Well, the news is out, here is the headline: Dieting Does Not Work! The scientists are sure of it. It mystifies me that research dollars needed to be spent to discover that. All they needed to do was ask me.
Part of the problem is the definition of that word: "dieting". It's fascinating how a word can change in meaning. A diet used to be just the description of what you eat. You can see the gradual change in the progression of Webster's definitions:
a : food and drink regularly provided or consumed
b : habitual nourishment
c : the kind and amount of food prescribed for a person or animal for a special reason
d : a regimen of eating and drinking sparingly so as to reduce one's weight
Dieting as described in "a" or "b", to regularly or habitually consume food and drink, obviously does work or we'd all starve to death. So in that sense the sensational headline is wrong. But slowly we've come to think of dieting as definition "d" and eating "sparingly" doesn't work because it is unnatural for the human animal to do that as a way of life forever.

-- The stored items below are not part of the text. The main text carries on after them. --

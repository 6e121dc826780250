use crate::models::Step;
use crate::reorder::Direction;

/// StepList
///
/// Authoring buffer for the instruction steps of one sub-module.
///
/// `Step::order` is treated as derived data: every structural change (insert, move,
/// remove) recomputes it as `position + 1` for the whole list, so the field can never
/// drift from the array position. The list is persisted as a whole through
/// `Repository::replace_sub_module_steps`; there is no per-step persistence.
#[derive(Debug, Clone, Default, PartialEq)]
pub struct StepList {
    steps: Vec<Step>,
}

impl StepList {
    pub fn new() -> Self {
        Self::default()
    }

    pub fn len(&self) -> usize {
        self.steps.len()
    }

    pub fn is_empty(&self) -> bool {
        self.steps.is_empty()
    }

    pub fn as_slice(&self) -> &[Step] {
        &self.steps
    }

    pub fn into_steps(self) -> Vec<Step> {
        self.steps
    }

    /// Appends an empty step at the end.
    pub fn push_empty(&mut self) {
        self.steps.push(Step::empty());
        self.renumber();
    }

    /// insert_after
    ///
    /// Inserts an empty step right after `index`, or at the head when `index` is `None`.
    /// An index past the end appends.
    pub fn insert_after(&mut self, index: Option<usize>) {
        let at = match index {
            Some(i) => (i + 1).min(self.steps.len()),
            None => 0,
        };
        self.steps.insert(at, Step::empty());
        self.renumber();
    }

    /// Swaps the step with its neighbour. No-op at the first/last position or for an
    /// out-of-range index.
    pub fn move_step(&mut self, index: usize, direction: Direction) {
        if index >= self.steps.len() {
            return;
        }
        match direction {
            Direction::Up if index > 0 => self.steps.swap(index, index - 1),
            Direction::Down if index + 1 < self.steps.len() => self.steps.swap(index, index + 1),
            _ => return,
        }
        self.renumber();
    }

    /// Removes and returns the step at `index`, renumbering the rest from 1.
    pub fn remove_step(&mut self, index: usize) -> Option<Step> {
        if index >= self.steps.len() {
            return None;
        }
        let removed = self.steps.remove(index);
        self.renumber();
        Some(removed)
    }

    pub fn set_description(&mut self, index: usize, description: impl Into<String>) -> bool {
        match self.steps.get_mut(index) {
            Some(step) => {
                step.description = description.into();
                true
            }
            None => false,
        }
    }

    pub fn set_image(&mut self, index: usize, image_path: impl Into<String>) -> bool {
        match self.steps.get_mut(index) {
            Some(step) => {
                step.image_path = Some(image_path.into());
                true
            }
            None => false,
        }
    }

    pub fn clear_image(&mut self, index: usize) -> bool {
        match self.steps.get_mut(index) {
            Some(step) => {
                step.image_path = None;
                true
            }
            None => false,
        }
    }

    fn renumber(&mut self) {
        for (position, step) in self.steps.iter_mut().enumerate() {
            step.order = position as u32 + 1;
        }
    }
}

/// Builds a list from steps received from a client or from storage. Incoming `order`
/// values are ignored: the array position wins, and blank image paths are dropped.
impl From<Vec<Step>> for StepList {
    fn from(steps: Vec<Step>) -> Self {
        let mut list = Self {
            steps: steps
                .into_iter()
                .map(|mut step| {
                    step.image_path = step.image_path.filter(|path| !path.trim().is_empty());
                    step
                })
                .collect(),
        };
        list.renumber();
        list
    }
}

I think "way of eating" is a better term for how I intend to eat for the rest of my life, not just to achieve a short-term goal. I think I first saw it used by Bernstein in his book on diabetes. I slowly changed my way of eating continuously since diagnosis; first to lose weight, then to minimise BG spikes, then to ensure that I was getting the best nutrition possible without gaining back the weight or jeopardising blood glucose control.
But to be sustainable, the way of eating has to not only satisfy nutritional needs but our other social and psychological needs: to be able to eat in company comfortably; to be able to munch absently on something while we think; to have "comfort food" occasionally without guilt. The only way to achieve that is to train oneself over time to the point where we like what is appropriate for our needs and no longer crave what is inappropriate. That does not happen overnight and may never happen for some - but, in my opinion, it is the only way to change a way of eating permanently.
I'm only part of the way there myself. But it's amazing what I learnt to like, and dislike, once I accepted that my life does depend on it. Just as an example, I now look on something like mud-cake in the same way that someone with a sea-food allergy would look on lobster. Not that I think it's bad food - just bad for me. So I no longer want it and I don't feel deprived at all. As Jennifer puts it - it's not that I can't have it, it's that I don't want it.
Mind games? Maybe; but possibly life-saving mind-games if you can learn to play them over time.